President Trump and House and Senate Republicans have already announced support for just such a law, although not framed that way. That is a mistake, because the intense backlash to Tran and Northam’s comments demonstrates that the American public view the abortion of viable fetuses—babies, if they can survive the trip through the birth canal—as barbaric.

The legislation that would protect viable fetuses is currently being sold as the Pain-Capable Unborn Protection Act. This bill would prohibit abortions after a gestational age of 22 weeks, the age at which a fetus may be viable outside his mother’s womb.

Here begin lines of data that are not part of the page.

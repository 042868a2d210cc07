//! Tests for weekly aggregation

use chrono::Duration;
use lab_surveillance::models::{AgeBand, Sex};
use lab_surveillance::{WeeklyAggregator, signal};

use crate::utils::{first_monday, hgb, random_observations, week, weekly_observations};

#[test]
fn test_gap_weeks_are_filled() {
    let anemia = signal("anemia").unwrap();
    // Weeks 0, 1 and 4 observed; 2 and 3 empty
    let mut observations = weekly_observations(&[(10, 2), (10, 5)]);
    observations.push(hgb(
        "F-01",
        10.0,
        first_monday() + Duration::weeks(4),
        Sex::Female,
        Some(40.0),
    ));

    let series = WeeklyAggregator::new(anemia).aggregate("F-01", &observations);

    assert_eq!(series.len(), 5);
    assert!(series.is_contiguous());
    assert_eq!(series.buckets[0].rate, Some(0.2));
    assert_eq!(series.buckets[1].rate, Some(0.5));
    assert_eq!(series.buckets[2].n, 0);
    assert_eq!(series.buckets[2].rate, None);
    assert_eq!(series.buckets[3].rate, None);
    assert_eq!(series.buckets[4].week, week(4));
    assert_eq!(series.buckets[4].rate, Some(1.0));
    assert_eq!(series.total_n(), 21);
}

#[test]
fn test_empty_input_gives_empty_series() {
    let anemia = signal("anemia").unwrap();
    let series = WeeklyAggregator::new(anemia).aggregate("F-01", &[]);
    assert!(series.is_empty());
    assert_eq!(series.total_n(), 0);
    assert_eq!(series.skipped, 0);
}

#[test]
fn test_unknown_units_and_other_tests_are_skipped() {
    let anemia = signal("anemia").unwrap();
    let monday = first_monday();
    let mut in_g_per_l = hgb("F-01", 105.0, monday, Sex::Female, Some(30.0));
    in_g_per_l.unit = "g/L".to_string();
    let mut odd_unit = hgb("F-01", 10.0, monday, Sex::Female, Some(30.0));
    odd_unit.unit = "furlongs".to_string();
    let mut other_test = hgb("F-01", 5.0, monday, Sex::Female, Some(30.0));
    other_test.test_code = "LDL".to_string();

    let observations = vec![
        hgb("F-01", 13.0, monday, Sex::Male, Some(30.0)),
        in_g_per_l,
        odd_unit,
        other_test,
    ];
    let series = WeeklyAggregator::new(anemia).aggregate("F-01", &observations);

    assert_eq!(series.skipped, 2);
    assert_eq!(series.buckets[0].n, 2);
    // 105 g/L is 10.5 g/dL, below the adult female threshold
    assert_eq!(series.buckets[0].flagged_count, 1);
}

#[test]
fn test_age_and_sex_specific_thresholds() {
    let anemia = signal("anemia").unwrap();
    let monday = first_monday();
    let observations = vec![
        // 11.2 is normal for a toddler, anemic for a 10-year-old
        hgb("F-01", 11.2, monday, Sex::Male, Some(3.0)),
        hgb("F-01", 11.2, monday, Sex::Male, Some(10.0)),
        // 12.5 is normal for an adult woman, anemic for an adult man
        hgb("F-01", 12.5, monday, Sex::Female, Some(30.0)),
        hgb("F-01", 12.5, monday, Sex::Male, Some(30.0)),
    ];
    let series = WeeklyAggregator::new(anemia).aggregate("F-01", &observations);
    assert_eq!(series.buckets[0].n, 4);
    assert_eq!(series.buckets[0].flagged_count, 2);
}

#[test]
fn test_strata_partition_the_pooled_series() {
    let anemia = signal("anemia").unwrap();
    let observations = random_observations(7, 800, 20);
    let all = WeeklyAggregator::new(anemia).aggregate_stratified("F-01", &observations);

    let pooled = all
        .values()
        .find(|s| s.key.is_pooled())
        .expect("pooled series is always present");
    let weeks = pooled.len();
    assert!(pooled.is_contiguous());
    assert_eq!(pooled.total_n(), 800);

    let strata: Vec<_> = all.values().filter(|s| !s.key.is_pooled()).collect();
    assert!(!strata.is_empty());
    for stratum in &strata {
        assert_eq!(stratum.len(), weeks, "{} spans a different range", stratum.key);
        assert_eq!(stratum.buckets[0].week, pooled.buckets[0].week);
        assert!(stratum.key.sex.is_some() && stratum.key.age_band.is_some());
    }

    // Observations without an age only count towards the pooled series
    let with_age = observations.iter().filter(|o| o.age_band().is_some()).count() as u64;
    let strata_n: u64 = strata.iter().map(|s| s.total_n()).sum();
    let strata_flagged: u64 = strata.iter().map(|s| s.total_flagged()).sum();
    assert_eq!(strata_n, with_age);
    assert!(strata_flagged <= pooled.total_flagged());

    // Week by week, strata never exceed the pooled count
    for (i, bucket) in pooled.buckets.iter().enumerate() {
        let week_n: u32 = strata.iter().map(|s| s.buckets[i].n).sum();
        assert!(week_n <= bucket.n);
    }
}

#[test]
fn test_stratified_keys_are_ordered_and_unique() {
    let anemia = signal("anemia").unwrap();
    let monday = first_monday();
    let observations = vec![
        hgb("F-01", 10.0, monday, Sex::Male, Some(60.0)),
        hgb("F-01", 14.0, monday, Sex::Male, Some(61.0)),
        hgb("F-01", 10.0, monday, Sex::Female, Some(2.0)),
    ];
    let all = WeeklyAggregator::new(anemia).aggregate_stratified("F-01", &observations);
    let keys: Vec<_> = all.keys().cloned().collect();
    assert_eq!(keys.len(), 3);

    let men = all
        .keys()
        .find(|k| k.sex == Some(Sex::Male) && k.age_band == Some(AgeBand::Age50Plus))
        .unwrap();
    assert_eq!(all[men].buckets[0].n, 2);
    assert_eq!(all[men].buckets[0].flagged_count, 1);
}
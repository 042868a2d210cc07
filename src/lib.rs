//! Weekly laboratory surveillance engine.
//!
//! Aggregates lab results into gap-free weekly series of abnormal-result
//! rates, runs EWMA, CUSUM and Farrington-style detectors over them and
//! reconciles the detectors into one data-quality-aware decision.

pub mod adapters;
pub mod algorithm;
pub mod config;
pub mod error;
pub mod loader;
pub mod models;
pub mod parameters;
pub mod registry;
pub mod utils;

// Core types
pub use config::SurveillanceConfig;
pub use error::{Result, SurveillanceError};

// Pipeline
pub use algorithm::{SurveillancePipeline, SurveillanceReport, WeeklyAggregator};

// Model types
pub use models::{
    ConsensusDecision, DataQuality, Decision, Interpretation, Method, MethodResult,
    MethodSelection, Observation, SeriesKey, WeekKey, WeeklyBucket, WeeklySeries,
};

// Parameters
pub use parameters::{ParameterOverrides, ParameterRequest, ParameterResolver, Preset};

// Signals and loading
pub use loader::{JsonRowLoader, RowLoader, Selection};
pub use registry::{SignalDefinition, signal, signal_for_test};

While this legislation would allow abortions after 22 weeks in the case of rape or to save the life of the mother, the statute makes clear that the physician terminating the pregnancy under those exceptions must do so in a manner that “provides the best opportunity for the unborn child to survive.” In other words, the termination of the pregnancy occurs when the baby is delivered alive.

Congress needs to repackage these provisions as the federal Deliver-Alive Human Being Protection Act. It is unfortunate that marketing has any role in the abortion debate, but after 40-plus years of Planned Parenthood and NARAL selling euphemisms and falsehoods, much of the public remains blind to the reality of abortion. Now that Tran and Northam have unwittingly exposed the festering facts, Congress must seize the moment.